Specialist play therapy now available to children at Musgrove Park’s A&E thanks to new role

Children who need care and treatment at Musgrove Park Hospital’s emergency department (ED) can often be frightened and confused about what is happening to them.

While our colleagues in ED provide outstanding care for our younger patients, they don’t always have that extra bit of time to help with the non-clinical part of their care.

Step in Sarah Smith – who has been appointed as our first ever play specialist in ED, complementing the excellent work done by the existing team of play specialists in our children’s unit.

“I worked on Musgrove Park’s children’s unit for 12 years and on occasions colleagues on ED would request play specialist support,” she said.

“I have always taken great pleasure in the positive outcomes of children I have supported and our children’s unit matron Louise Hill – formerly an ED sister – noticed my smile and satisfaction following an intervention one day – and that’s how this new role first came about.

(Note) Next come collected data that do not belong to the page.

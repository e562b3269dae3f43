//! Workflow state, checkpoints, persistence, and the live-workflow registry.

use super::dag::Dag;
use super::events::WorkflowCommand;
use crate::errors::{GatewayError, GatewayResult};
use crate::storage::Db;
use chrono::{DateTime, Utc};
use rusqlite::{OptionalExtension, params};
use serde::{Deserialize, Serialize};
use std::collections::{BTreeMap, HashMap};
use std::sync::{Arc, Mutex};
use tokio::sync::{mpsc, watch};
use tracing::debug;
use uuid::Uuid;

#[derive(Debug, Clone, Copy, PartialEq, Eq, Serialize, Deserialize)]
#[serde(rename_all = "snake_case")]
pub enum WorkflowStatus {
    Running,
    Paused,
    AwaitingApproval,
    Complete,
    Aborted,
}

impl WorkflowStatus {
    pub fn is_terminal(self) -> bool {
        matches!(self, WorkflowStatus::Complete | WorkflowStatus::Aborted)
    }
}

#[derive(Debug, Clone, Copy, PartialEq, Eq, Serialize, Deserialize)]
#[serde(rename_all = "snake_case")]
pub enum TaskState {
    Pending,
    Running,
    Completed,
    Failed,
    Skipped,
    Cancelled,
}

#[derive(Debug, Clone, Serialize, Deserialize)]
pub struct TaskResult {
    pub task_id: String,
    pub status: TaskState,
    #[serde(skip_serializing_if = "Option::is_none")]
    pub output: Option<serde_json::Value>,
    #[serde(skip_serializing_if = "Option::is_none")]
    pub error: Option<String>,
    #[serde(skip_serializing_if = "Option::is_none")]
    pub error_kind: Option<String>,
    #[serde(skip_serializing_if = "Option::is_none")]
    pub duration_ms: Option<u64>,
    #[serde(skip_serializing_if = "Option::is_none")]
    pub skip_reason: Option<String>,
}

impl TaskResult {
    pub fn completed(task_id: &str, output: serde_json::Value, duration_ms: u64) -> Self {
        Self {
            task_id: task_id.to_string(),
            status: TaskState::Completed,
            output: Some(output),
            error: None,
            error_kind: None,
            duration_ms: Some(duration_ms),
            skip_reason: None,
        }
    }

    pub fn failed(task_id: &str, error: &GatewayError, duration_ms: u64) -> Self {
        Self {
            task_id: task_id.to_string(),
            status: if error.kind() == "cancelled" {
                TaskState::Cancelled
            } else {
                TaskState::Failed
            },
            output: None,
            error: Some(error.to_string()),
            error_kind: Some(error.kind().to_string()),
            duration_ms: Some(duration_ms),
            skip_reason: None,
        }
    }

    pub fn skipped(task_id: &str, reason: &str) -> Self {
        Self {
            task_id: task_id.to_string(),
            status: TaskState::Skipped,
            output: None,
            error: None,
            error_kind: None,
            duration_ms: None,
            skip_reason: Some(reason.to_string()),
        }
    }
}

/// Append-only record of per-task outcomes after a completed layer.
#[derive(Debug, Clone, Serialize, Deserialize)]
pub struct Checkpoint {
    pub id: String,
    pub workflow_id: Uuid,
    pub layer_index: usize,
    pub task_snapshot: BTreeMap<String, TaskResult>,
    pub created_at: DateTime<Utc>,
}

// ---------------------------------------------------------------------------
// Persistence
// ---------------------------------------------------------------------------

pub fn save_workflow_dag(
    db: &Db,
    workflow_id: Uuid,
    dag: &Dag,
    intent: &str,
    expires_at: DateTime<Utc>,
) -> GatewayResult<()> {
    let dag_json =
        serde_json::to_string(dag).map_err(|e| GatewayError::Storage(e.to_string()))?;
    db.with_conn(|conn| {
        conn.execute(
            "INSERT OR REPLACE INTO workflow_dags
               (workflow_id, dag_json, intent, created_at, expires_at)
             VALUES (?1, ?2, ?3, ?4, ?5)",
            params![
                workflow_id.to_string(),
                dag_json,
                intent,
                Utc::now().to_rfc3339(),
                expires_at.to_rfc3339(),
            ],
        )?;
        Ok(())
    })
    .map_err(|e| GatewayError::Storage(e.to_string()))?;
    Ok(())
}

pub fn load_workflow_dag(db: &Db, workflow_id: Uuid) -> GatewayResult<Option<(Dag, String)>> {
    let row: Option<(String, String)> = db
        .with_conn(|conn| {
            conn.query_row(
                "SELECT dag_json, intent FROM workflow_dags WHERE workflow_id = ?1",
                params![workflow_id.to_string()],
                |row| Ok((row.get(0)?, row.get(1)?)),
            )
            .optional()
        })
        .map_err(|e| GatewayError::Storage(e.to_string()))?;
    match row {
        None => Ok(None),
        Some((dag_json, intent)) => {
            let dag = serde_json::from_str(&dag_json)
                .map_err(|e| GatewayError::Storage(e.to_string()))?;
            Ok(Some((dag, intent)))
        }
    }
}

pub fn delete_workflow_dag(db: &Db, workflow_id: Uuid) -> GatewayResult<()> {
    db.with_conn(|conn| {
        conn.execute(
            "DELETE FROM workflow_dags WHERE workflow_id = ?1",
            params![workflow_id.to_string()],
        )?;
        Ok(())
    })
    .map_err(|e| GatewayError::Storage(e.to_string()))?;
    Ok(())
}

pub fn save_checkpoint(db: &Db, checkpoint: &Checkpoint) -> GatewayResult<()> {
    let snapshot_json = serde_json::to_string(&checkpoint.task_snapshot)
        .map_err(|e| GatewayError::Storage(e.to_string()))?;
    db.with_conn(|conn| {
        conn.execute(
            "INSERT INTO workflow_checkpoints
               (id, workflow_id, layer_index, task_snapshot_json, created_at)
             VALUES (?1, ?2, ?3, ?4, ?5)",
            params![
                checkpoint.id,
                checkpoint.workflow_id.to_string(),
                checkpoint.layer_index as i64,
                snapshot_json,
                checkpoint.created_at.to_rfc3339(),
            ],
        )?;
        Ok(())
    })
    .map_err(|e| GatewayError::Storage(e.to_string()))?;
    Ok(())
}

pub fn load_checkpoint(
    db: &Db,
    workflow_id: Uuid,
    checkpoint_id: &str,
) -> GatewayResult<Option<Checkpoint>> {
    let row: Option<(i64, String, String)> = db
        .with_conn(|conn| {
            conn.query_row(
                "SELECT layer_index, task_snapshot_json, created_at
                 FROM workflow_checkpoints WHERE id = ?1 AND workflow_id = ?2",
                params![checkpoint_id, workflow_id.to_string()],
                |row| Ok((row.get(0)?, row.get(1)?, row.get(2)?)),
            )
            .optional()
        })
        .map_err(|e| GatewayError::Storage(e.to_string()))?;
    match row {
        None => Ok(None),
        Some((layer_index, snapshot_json, created_at)) => {
            let task_snapshot = serde_json::from_str(&snapshot_json)
                .map_err(|e| GatewayError::Storage(e.to_string()))?;
            Ok(Some(Checkpoint {
                id: checkpoint_id.to_string(),
                workflow_id,
                layer_index: layer_index as usize,
                task_snapshot,
                created_at: DateTime::parse_from_rfc3339(&created_at)
                    .map(|dt| dt.with_timezone(&Utc))
                    .unwrap_or_else(|_| Utc::now()),
            }))
        }
    }
}

// ---------------------------------------------------------------------------
// Live-workflow registry
// ---------------------------------------------------------------------------

/// Handle to a running workflow's command queue and status.
pub struct WorkflowHandle {
    pub workflow_id: Uuid,
    pub intent: String,
    pub command_tx: mpsc::Sender<WorkflowCommand>,
    pub status_rx: watch::Receiver<WorkflowStatus>,
    expires_at: Mutex<DateTime<Utc>>,
}

impl WorkflowHandle {
    pub fn status(&self) -> WorkflowStatus {
        *self.status_rx.borrow()
    }

    pub fn expires_at(&self) -> DateTime<Utc> {
        *self.expires_at.lock().unwrap_or_else(|e| e.into_inner())
    }

    fn refresh_ttl(&self, ttl: chrono::Duration) {
        *self.expires_at.lock().unwrap_or_else(|e| e.into_inner()) = Utc::now() + ttl;
    }
}

/// Registry of live workflows, garbage-collected on access: terminal or
/// expired entries are dropped before every lookup.
pub struct WorkflowRegistry {
    ttl: chrono::Duration,
    workflows: Mutex<HashMap<Uuid, Arc<WorkflowHandle>>>,
}

impl WorkflowRegistry {
    pub fn new(ttl_secs: u64) -> Self {
        Self {
            ttl: chrono::Duration::seconds(ttl_secs as i64),
            workflows: Mutex::new(HashMap::new()),
        }
    }

    pub fn ttl(&self) -> chrono::Duration {
        self.ttl
    }

    pub fn insert(
        &self,
        workflow_id: Uuid,
        intent: String,
        command_tx: mpsc::Sender<WorkflowCommand>,
        status_rx: watch::Receiver<WorkflowStatus>,
    ) -> Arc<WorkflowHandle> {
        let handle = Arc::new(WorkflowHandle {
            workflow_id,
            intent,
            command_tx,
            status_rx,
            expires_at: Mutex::new(Utc::now() + self.ttl),
        });
        self.guard().insert(workflow_id, handle.clone());
        handle
    }

    pub fn get(&self, workflow_id: Uuid) -> Option<Arc<WorkflowHandle>> {
        let mut guard = self.guard();
        Self::sweep(&mut guard);
        guard.get(&workflow_id).cloned()
    }

    pub fn remove(&self, workflow_id: Uuid) {
        self.guard().remove(&workflow_id);
    }

    pub fn len(&self) -> usize {
        let mut guard = self.guard();
        Self::sweep(&mut guard);
        guard.len()
    }

    pub fn is_empty(&self) -> bool {
        self.len() == 0
    }

    /// Enqueue a command for a live workflow. `continue` refreshes the TTL.
    pub async fn send_command(
        &self,
        workflow_id: Uuid,
        command: WorkflowCommand,
    ) -> GatewayResult<()> {
        let handle = self
            .get(workflow_id)
            .ok_or_else(|| GatewayError::NotFound(format!("workflow {workflow_id}")))?;
        if matches!(command, WorkflowCommand::Continue { .. }) {
            handle.refresh_ttl(self.ttl);
        }
        handle
            .command_tx
            .send(command)
            .await
            .map_err(|_| GatewayError::NotFound(format!("workflow {workflow_id} has exited")))?;
        debug!("command queued for workflow {}", workflow_id);
        Ok(())
    }

    fn guard(&self) -> std::sync::MutexGuard<'_, HashMap<Uuid, Arc<WorkflowHandle>>> {
        self.workflows.lock().unwrap_or_else(|e| e.into_inner())
    }

    fn sweep(map: &mut HashMap<Uuid, Arc<WorkflowHandle>>) {
        let now = Utc::now();
        map.retain(|_, handle| !handle.status().is_terminal() && handle.expires_at() > now);
    }
}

“My main role is to create a positive and welcoming environment for our younger patients who come into hospital in an emergency.

“When the child first arrives in ED, I look to build a rapport and relationship with them based on their age and developmental level.

“Working with colleagues in the department we track and support the child in ED and look at what we can do to enhance their time with us. That could be something as simple as giving them a colouring book or providing activities on an iPad.

“It can be frightening for a child to come into hospital and a little distraction, such as putting Peppa Pig on the TV or letting them hold and play with a familiar toy during an intervention, can really make a difference.

“If a child has additional needs, we may create a care plan that explains to them in non-medical terms what’s going to happen to them while they are with us.

“A boy came into ED over the summer with a badly broken arm and he had a pre-conception that we were either going to chop his arm off because it was no longer any good or that we would rip it open and stick the bones together!

“It was only by having a conversation with him that we could work out what his fears were. I was able to work with our emergency nurse practitioner to develop a care plan where we supported him during the day, and this meant that he didn’t need to be admitted to hospital or even need general anaesthetic for the procedure. This completely changed his hospital experience.

“Often the nurses who first see our patients at the ED front door will give me a call if they see a child struggling a bit and we can start working with them.

“I’ve had great feedback so far from colleagues and patients/parents. Back during Easter time, a child with learning difficulties came in and I spent a long time breaking down his hospital journey and we even sorted out an Easter egg for his sister. His mum left a glowing review on a local Facebook page, which was really nice to see.

“I feel so lucky to be one of those people who get up in the morning really looking forward to going to work as I know I’m likely to make a real difference to a child’s care and experience at hospital.

“The pandemic has certainly been challenging to my role, not least having to thoroughly clean every toy after it has been played well.

“We’ve also had great support from members of the public and most recently Andrew Whitehouse from the Historic Helicopters charity near Chard, kindly fundraised for iPads and other equipment for children to use in our ED.”

Williams Pinto, a charge nurse at the hospital’s ED, said: “Sarah is often very humble when she talks about her role, but I’ve found her to be a breath of fresh air for our ED, not only in her own role, but how she also helps our nurses to take observations when a child is sick and needs attention straightaway.

“Sarah is always positive and has a smile on her face. I’m sure that our colleagues and patients would say that the environment in our ED is always so much better when she is around.”